30 de setembro de 2015

 

A presença de diferentes etnias na colonização do Brasil, somada à atual ausência de mão de obra especializada disponível no mercado para ocupar cargos, principalmente na construção civil, no varejo,  na indústria de transformação, no turismo e no agronegócio, é um fator que aumenta o potencial adaptativo e, por consequência, o interesse das empresas em contratar estrangeiros que estão imigrando em busca de melhores condições de vida em nosso país. “Em diversos setores, há falta de trabalhadores para ocupar os postos oferecidos.Exemplo disso são os frigoríficos da região da Serra gaúcha, onde na maioria das vezes há pleno emprego, mas é a força de trabalho estrangeira que permite a expansão desse negócios”, comenta Roberto Coronel, coordenador da área trabalhista da Pactum Consultoria Empresarial no Rio Grande do Sul.
 
Embora possa ser encarada como uma atitude socialmente louvável, uma forma de auxiliar pessoas que fogem de conflitos em seus países e constroem um processo migratório mundial, existem cuidados importantes que precisam ser levados em conta no momento de contratar imigrantes. Isso porque qualquer descuido que leve uma organização a operar em desconformidade com a legislação trabalhista pode implicar riscos.“A empresa pode ser autuada pelo Ministério do Trabalho e Emprego (MTE) se contratar estrangeiros que não possuam permissão para trabalhar estabelecida no visto, ficando sujeita a reclamatórias trabalhistas em caso do não cumprimento da Consolidação das Leis do Trabalho (CLT), pois o trabalhador estrangeiro possui os mesmos direitos e obrigações de um brasileiro, como o cumprimento da carga horária da categoria, FGTS, férias e 13º salário”, comenta Lillian Boneti, também da Pactum. Entre as formalidades da contratação de um estrangeiro estão a obtenção de autorização do Ministério do Trabalho e Emprego (MTE), visto de permanência, Carteira de Identidade de Estrangeiro e Carteira de Trabalho (CTPS). 
 
O processo de regularização admissional pode ser realizado pela internet por meio de um pré-cadastro da contratante.

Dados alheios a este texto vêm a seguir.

use std::path::PathBuf;

use thiserror::Error;

/// Errors raised by the session-file store.
///
/// Conflict variants carry both sides of the disagreement so the CLI can
/// print exactly what is stored versus what was requested.
#[derive(Debug, Error)]
pub enum SessionError {
    #[error(
        "session file {file} already records build '{saved}', not '{requested}'; \
         confirm the previous run finished and remove {file} before retrying",
        file = .path.display()
    )]
    BuildConflict {
        path: PathBuf,
        requested: String,
        saved: String,
    },

    #[error(
        "session file {file} already records test session '{saved}', not '{requested}'; \
         confirm the previous run finished and remove {file} before retrying",
        file = .path.display()
    )]
    SessionConflict {
        path: PathBuf,
        requested: String,
        saved: String,
    },

    #[error(
        "session file {file} belongs to build '{saved}', not '{requested}'; \
         the previous job may have failed. Remove {file} and retry",
        file = .path.display()
    )]
    BuildMismatch {
        path: PathBuf,
        requested: String,
        saved: String,
    },

    #[error("can't parse session file {file}: {content:?}", file = .path.display())]
    Malformed { path: PathBuf, content: String },

    #[error("can't parse session '{0}': expected builds/<build>/test_sessions/<id>")]
    MalformedName(String),

    #[error(
        "can't {action} {file}: {source}. Perhaps set the LAUNCHABLE_SESSION_DIR \
         environment variable to an alternative writable path",
        file = .path.display()
    )]
    Io {
        action: &'static str,
        path: PathBuf,
        #[source]
        source: std::io::Error,
    },
}

impl SessionError {
    pub(crate) fn io(action: &'static str, path: PathBuf, source: std::io::Error) -> Self {
        SessionError::Io {
            action,
            path,
            source,
        }
    }
}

Em seguida, a documentação deve ser enviada eletronicamente ao MTE, por meio do Cadastro Eletrônico de Entidades Requerentes de Autorização para Trabalho a Estrangeiros (Certe) e do Sistema de Gestão e Controle de Imigração (Migranteweb). Já em caso de rescisão do contrato de trabalho, a companhia deve comunicar às autoridades imediatamente.
 
Coronel destaca que a exceção é apenas para casos de acordos firmados entre o governo brasileiro e outros países, a exemplo do Mercosul e do acordo firmado entre Brasil e França, que entrou em vigor em setembro de 2014, permitindo que brasileiros trabalhem regularmente na França pelo período de um ano, e vice-versa. “Não há, em geral, mecanismo para que as empresas possam ter emissão de documentos com mais agilidade a fim de regularizar estrangeiros que imigram para o Brasil. O ideal é que a companhia esteja atenta à legislação trabalhista e conte com a expertise de profissionais da área para orientar os contratantes nesse processo”, acrescenta.